---------- Excerpted data
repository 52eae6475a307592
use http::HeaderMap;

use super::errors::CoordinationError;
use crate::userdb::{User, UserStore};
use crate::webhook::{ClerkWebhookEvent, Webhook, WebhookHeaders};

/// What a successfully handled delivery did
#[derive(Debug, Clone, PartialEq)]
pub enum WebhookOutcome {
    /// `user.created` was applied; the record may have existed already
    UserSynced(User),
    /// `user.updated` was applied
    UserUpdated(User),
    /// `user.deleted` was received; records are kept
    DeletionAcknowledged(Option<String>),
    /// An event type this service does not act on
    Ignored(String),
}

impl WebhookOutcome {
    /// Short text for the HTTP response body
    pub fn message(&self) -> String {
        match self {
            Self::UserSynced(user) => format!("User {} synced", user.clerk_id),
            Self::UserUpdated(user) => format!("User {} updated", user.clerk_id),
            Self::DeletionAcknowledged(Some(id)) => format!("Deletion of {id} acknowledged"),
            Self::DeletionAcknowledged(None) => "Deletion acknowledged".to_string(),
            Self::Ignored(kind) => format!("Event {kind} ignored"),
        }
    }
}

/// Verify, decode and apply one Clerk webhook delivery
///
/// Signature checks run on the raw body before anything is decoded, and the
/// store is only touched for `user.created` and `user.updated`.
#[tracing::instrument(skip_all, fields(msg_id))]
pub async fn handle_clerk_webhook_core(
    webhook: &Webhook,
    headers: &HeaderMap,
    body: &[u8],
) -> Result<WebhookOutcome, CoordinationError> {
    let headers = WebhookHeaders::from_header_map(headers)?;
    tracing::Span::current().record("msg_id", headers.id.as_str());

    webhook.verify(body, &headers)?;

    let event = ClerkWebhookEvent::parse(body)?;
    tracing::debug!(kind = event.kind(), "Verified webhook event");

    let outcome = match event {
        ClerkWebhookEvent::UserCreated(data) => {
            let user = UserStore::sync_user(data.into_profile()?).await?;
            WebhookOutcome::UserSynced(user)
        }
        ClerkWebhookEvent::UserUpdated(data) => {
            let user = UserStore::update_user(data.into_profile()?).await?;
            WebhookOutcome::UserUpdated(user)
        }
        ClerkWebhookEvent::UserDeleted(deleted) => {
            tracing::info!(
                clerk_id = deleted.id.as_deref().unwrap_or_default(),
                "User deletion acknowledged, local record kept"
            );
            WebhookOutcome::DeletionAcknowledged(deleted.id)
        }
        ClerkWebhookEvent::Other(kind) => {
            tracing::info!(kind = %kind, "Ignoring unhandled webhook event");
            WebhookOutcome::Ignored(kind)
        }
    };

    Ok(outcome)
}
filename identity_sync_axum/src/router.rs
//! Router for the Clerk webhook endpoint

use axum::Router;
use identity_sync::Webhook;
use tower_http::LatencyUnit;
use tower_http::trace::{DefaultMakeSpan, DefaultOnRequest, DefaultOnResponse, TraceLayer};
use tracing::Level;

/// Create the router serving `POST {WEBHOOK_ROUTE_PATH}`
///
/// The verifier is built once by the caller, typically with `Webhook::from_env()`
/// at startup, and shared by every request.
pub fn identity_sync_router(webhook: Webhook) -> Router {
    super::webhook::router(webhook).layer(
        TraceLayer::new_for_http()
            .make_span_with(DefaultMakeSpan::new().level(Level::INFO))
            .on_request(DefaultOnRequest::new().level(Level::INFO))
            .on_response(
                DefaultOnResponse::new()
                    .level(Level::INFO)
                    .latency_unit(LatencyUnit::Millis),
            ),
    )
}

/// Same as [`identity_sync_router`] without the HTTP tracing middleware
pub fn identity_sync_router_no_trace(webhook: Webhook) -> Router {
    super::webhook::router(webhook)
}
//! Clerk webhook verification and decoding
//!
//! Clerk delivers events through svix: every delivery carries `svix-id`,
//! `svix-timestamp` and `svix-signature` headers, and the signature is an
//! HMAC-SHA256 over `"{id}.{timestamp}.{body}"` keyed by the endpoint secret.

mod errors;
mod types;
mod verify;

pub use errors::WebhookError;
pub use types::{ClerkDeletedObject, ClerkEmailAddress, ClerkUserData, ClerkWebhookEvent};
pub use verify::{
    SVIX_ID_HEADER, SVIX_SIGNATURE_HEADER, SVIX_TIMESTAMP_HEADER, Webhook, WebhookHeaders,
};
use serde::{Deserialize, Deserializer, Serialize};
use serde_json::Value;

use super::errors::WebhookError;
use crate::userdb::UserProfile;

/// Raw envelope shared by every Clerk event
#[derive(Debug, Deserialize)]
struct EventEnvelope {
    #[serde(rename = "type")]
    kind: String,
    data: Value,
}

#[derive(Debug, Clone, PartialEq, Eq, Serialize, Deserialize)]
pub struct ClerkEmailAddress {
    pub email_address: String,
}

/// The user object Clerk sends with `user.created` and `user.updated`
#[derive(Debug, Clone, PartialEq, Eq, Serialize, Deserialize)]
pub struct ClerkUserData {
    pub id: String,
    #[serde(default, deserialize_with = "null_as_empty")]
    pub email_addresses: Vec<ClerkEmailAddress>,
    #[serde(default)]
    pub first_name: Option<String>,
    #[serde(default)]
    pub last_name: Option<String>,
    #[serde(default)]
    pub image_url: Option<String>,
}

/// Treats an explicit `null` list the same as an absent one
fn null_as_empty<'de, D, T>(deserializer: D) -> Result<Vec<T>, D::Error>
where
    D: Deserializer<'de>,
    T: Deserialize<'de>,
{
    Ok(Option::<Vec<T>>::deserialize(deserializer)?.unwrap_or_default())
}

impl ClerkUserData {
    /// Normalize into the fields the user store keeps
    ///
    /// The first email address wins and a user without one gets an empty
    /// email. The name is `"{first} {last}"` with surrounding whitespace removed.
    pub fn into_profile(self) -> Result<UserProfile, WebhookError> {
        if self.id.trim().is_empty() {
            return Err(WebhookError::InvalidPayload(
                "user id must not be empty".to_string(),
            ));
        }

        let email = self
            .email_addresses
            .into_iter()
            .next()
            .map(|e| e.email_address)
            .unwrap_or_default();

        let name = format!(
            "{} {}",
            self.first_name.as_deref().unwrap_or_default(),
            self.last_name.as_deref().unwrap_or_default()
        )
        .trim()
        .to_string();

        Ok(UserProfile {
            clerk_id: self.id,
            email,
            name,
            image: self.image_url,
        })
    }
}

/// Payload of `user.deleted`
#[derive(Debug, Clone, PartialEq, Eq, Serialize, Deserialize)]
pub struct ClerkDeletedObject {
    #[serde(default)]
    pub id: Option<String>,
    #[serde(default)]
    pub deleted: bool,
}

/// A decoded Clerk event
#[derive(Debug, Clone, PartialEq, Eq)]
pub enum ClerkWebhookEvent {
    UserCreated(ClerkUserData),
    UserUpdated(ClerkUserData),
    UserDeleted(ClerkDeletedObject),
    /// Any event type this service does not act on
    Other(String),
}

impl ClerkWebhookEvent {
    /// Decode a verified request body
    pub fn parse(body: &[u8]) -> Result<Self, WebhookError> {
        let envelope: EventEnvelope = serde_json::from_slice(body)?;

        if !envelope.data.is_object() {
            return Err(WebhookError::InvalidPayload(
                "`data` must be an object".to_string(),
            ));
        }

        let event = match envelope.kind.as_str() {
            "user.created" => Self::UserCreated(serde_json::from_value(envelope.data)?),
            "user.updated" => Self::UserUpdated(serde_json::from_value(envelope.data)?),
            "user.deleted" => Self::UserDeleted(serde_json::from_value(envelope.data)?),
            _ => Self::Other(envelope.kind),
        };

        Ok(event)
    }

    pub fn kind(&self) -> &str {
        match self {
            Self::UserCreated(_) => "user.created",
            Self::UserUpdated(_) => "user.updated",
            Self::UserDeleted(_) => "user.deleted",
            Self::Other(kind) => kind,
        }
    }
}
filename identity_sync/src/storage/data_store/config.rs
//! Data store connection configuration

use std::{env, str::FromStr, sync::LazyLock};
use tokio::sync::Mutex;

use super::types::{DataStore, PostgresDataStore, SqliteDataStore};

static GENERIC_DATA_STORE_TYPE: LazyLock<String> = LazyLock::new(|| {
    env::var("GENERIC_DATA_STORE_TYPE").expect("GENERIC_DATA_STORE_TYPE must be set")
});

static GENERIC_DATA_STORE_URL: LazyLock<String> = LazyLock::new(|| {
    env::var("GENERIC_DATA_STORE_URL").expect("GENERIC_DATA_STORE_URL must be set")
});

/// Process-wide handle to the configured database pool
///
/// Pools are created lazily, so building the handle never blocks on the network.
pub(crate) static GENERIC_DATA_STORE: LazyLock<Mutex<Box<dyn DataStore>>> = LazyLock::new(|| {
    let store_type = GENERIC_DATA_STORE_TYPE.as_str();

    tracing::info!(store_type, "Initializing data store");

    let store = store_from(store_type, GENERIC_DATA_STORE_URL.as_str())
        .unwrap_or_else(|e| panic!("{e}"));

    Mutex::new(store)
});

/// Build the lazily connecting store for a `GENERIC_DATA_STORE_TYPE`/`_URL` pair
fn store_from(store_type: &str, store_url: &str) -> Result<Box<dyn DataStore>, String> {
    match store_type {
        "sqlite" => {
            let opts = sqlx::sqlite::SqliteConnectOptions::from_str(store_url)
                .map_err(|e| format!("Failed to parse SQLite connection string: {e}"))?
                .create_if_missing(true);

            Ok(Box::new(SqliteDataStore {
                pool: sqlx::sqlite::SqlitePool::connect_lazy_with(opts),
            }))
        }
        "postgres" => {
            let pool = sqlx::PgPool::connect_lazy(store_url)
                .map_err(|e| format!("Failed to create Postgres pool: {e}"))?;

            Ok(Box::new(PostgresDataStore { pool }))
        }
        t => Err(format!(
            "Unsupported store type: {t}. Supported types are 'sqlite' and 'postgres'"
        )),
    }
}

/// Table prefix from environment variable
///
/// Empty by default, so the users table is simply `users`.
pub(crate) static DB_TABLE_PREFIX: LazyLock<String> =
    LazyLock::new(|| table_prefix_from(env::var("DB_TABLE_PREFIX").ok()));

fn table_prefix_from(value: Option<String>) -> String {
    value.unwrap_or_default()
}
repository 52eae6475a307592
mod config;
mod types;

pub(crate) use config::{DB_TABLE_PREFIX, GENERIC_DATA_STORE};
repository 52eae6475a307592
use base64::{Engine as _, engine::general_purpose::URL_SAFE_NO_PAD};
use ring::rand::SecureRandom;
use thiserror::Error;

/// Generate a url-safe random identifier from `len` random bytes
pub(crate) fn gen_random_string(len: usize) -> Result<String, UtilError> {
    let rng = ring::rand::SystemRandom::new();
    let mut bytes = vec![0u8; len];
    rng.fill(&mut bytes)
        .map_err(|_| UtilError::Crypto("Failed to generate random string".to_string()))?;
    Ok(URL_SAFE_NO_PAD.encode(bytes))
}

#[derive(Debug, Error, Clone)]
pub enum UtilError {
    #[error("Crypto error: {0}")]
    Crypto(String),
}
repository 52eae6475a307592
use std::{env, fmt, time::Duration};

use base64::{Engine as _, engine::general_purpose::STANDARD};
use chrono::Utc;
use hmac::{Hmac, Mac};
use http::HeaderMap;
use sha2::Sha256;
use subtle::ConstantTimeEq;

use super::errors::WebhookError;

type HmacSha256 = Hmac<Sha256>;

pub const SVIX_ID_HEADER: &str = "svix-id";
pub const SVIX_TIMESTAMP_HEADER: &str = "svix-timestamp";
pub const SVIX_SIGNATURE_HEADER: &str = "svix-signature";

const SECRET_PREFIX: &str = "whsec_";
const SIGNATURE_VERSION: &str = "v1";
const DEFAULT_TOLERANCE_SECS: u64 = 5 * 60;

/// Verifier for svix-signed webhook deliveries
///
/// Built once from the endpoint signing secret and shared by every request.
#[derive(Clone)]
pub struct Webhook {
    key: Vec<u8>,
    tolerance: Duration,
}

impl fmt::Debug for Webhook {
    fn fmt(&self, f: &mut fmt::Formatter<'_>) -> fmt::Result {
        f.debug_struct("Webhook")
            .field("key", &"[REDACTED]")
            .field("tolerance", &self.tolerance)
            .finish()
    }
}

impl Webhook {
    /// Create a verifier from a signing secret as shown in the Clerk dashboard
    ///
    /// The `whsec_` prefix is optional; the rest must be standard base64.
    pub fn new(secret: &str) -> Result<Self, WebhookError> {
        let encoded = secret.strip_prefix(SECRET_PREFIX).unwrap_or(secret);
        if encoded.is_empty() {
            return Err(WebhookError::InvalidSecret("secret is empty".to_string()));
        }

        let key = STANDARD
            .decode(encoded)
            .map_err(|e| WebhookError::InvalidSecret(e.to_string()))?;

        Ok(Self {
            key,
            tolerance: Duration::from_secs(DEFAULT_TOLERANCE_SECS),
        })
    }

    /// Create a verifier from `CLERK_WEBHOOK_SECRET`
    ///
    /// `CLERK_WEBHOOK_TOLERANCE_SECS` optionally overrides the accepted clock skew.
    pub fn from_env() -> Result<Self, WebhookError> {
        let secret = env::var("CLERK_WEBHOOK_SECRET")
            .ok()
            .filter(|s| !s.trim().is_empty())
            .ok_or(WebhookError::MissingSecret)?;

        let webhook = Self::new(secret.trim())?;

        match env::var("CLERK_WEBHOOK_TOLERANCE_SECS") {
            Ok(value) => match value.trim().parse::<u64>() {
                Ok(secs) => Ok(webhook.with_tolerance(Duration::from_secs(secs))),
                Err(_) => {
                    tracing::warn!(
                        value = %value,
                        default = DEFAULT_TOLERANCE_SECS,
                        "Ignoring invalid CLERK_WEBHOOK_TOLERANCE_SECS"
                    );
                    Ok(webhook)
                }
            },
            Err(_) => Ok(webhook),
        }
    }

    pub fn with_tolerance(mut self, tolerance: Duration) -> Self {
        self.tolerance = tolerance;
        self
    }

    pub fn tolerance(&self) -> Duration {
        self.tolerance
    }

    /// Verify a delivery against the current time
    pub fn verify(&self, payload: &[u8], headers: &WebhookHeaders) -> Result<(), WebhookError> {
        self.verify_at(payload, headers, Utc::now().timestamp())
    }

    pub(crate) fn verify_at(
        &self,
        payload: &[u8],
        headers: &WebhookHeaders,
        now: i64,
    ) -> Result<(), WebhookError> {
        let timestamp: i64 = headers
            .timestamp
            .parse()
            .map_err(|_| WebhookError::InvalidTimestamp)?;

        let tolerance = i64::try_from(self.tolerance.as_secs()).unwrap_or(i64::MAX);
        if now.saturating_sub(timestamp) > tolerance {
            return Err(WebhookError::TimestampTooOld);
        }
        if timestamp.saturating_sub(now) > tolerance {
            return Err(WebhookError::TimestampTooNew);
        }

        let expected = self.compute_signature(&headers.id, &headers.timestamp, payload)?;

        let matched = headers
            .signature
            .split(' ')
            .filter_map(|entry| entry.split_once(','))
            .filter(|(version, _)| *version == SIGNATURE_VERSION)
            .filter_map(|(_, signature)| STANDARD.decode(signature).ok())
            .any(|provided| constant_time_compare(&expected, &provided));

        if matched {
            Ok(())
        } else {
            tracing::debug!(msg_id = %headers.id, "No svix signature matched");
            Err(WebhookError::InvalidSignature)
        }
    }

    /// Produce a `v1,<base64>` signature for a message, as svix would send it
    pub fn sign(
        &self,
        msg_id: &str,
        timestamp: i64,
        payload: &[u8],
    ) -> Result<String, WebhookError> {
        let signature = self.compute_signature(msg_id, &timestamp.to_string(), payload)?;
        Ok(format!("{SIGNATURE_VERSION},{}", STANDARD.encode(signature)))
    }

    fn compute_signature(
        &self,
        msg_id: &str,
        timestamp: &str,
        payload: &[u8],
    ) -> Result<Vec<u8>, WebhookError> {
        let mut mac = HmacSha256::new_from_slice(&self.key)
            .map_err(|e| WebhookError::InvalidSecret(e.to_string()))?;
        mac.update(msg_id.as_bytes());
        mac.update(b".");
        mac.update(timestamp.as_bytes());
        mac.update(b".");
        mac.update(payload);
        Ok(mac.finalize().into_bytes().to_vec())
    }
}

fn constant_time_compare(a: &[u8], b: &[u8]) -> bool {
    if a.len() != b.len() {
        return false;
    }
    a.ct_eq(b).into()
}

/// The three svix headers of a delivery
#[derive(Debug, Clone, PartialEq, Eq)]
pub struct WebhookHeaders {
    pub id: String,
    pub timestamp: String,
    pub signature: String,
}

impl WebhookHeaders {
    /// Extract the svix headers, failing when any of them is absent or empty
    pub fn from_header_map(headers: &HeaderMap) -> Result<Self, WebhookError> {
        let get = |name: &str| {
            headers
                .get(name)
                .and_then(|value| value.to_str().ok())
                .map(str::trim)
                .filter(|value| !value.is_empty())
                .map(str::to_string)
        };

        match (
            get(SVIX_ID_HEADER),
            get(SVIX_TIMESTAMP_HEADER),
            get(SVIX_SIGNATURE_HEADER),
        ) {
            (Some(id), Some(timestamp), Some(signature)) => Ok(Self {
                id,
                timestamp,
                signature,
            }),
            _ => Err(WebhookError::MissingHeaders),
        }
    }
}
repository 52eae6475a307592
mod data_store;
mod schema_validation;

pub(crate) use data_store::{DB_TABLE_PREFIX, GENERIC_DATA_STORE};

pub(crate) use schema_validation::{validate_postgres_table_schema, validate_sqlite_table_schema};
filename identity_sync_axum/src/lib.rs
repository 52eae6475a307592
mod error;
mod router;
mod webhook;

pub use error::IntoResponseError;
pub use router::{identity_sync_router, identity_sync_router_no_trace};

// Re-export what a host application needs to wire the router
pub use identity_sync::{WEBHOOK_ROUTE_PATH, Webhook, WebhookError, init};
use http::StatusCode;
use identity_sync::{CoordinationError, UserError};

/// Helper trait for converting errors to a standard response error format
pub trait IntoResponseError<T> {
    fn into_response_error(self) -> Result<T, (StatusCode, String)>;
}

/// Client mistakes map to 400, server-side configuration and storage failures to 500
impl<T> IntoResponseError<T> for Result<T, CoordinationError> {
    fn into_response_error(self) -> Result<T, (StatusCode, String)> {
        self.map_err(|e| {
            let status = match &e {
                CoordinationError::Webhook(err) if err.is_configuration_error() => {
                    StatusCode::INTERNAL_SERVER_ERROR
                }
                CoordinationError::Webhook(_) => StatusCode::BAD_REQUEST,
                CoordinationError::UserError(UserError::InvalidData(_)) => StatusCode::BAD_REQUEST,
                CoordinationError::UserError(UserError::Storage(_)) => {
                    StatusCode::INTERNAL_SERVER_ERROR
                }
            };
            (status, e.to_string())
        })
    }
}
--------------------
* What you have to do
For this exercise, repeat exactly the lines of the data above from the one with "pub fn identity_sync_router_no_trace(webhook: Webhook)" down to the one with "signature is an", both end lines included.

* Response to this exercise
pub fn identity_sync_router_no_trace(webhook: Webhook) -> Router {
    super::webhook::router(webhook)
}
//! Clerk webhook verification and decoding
//!
//! Clerk delivers events through svix: every delivery carries `svix-id`,
//! `svix-timestamp` and `svix-signature` headers, and the signature is an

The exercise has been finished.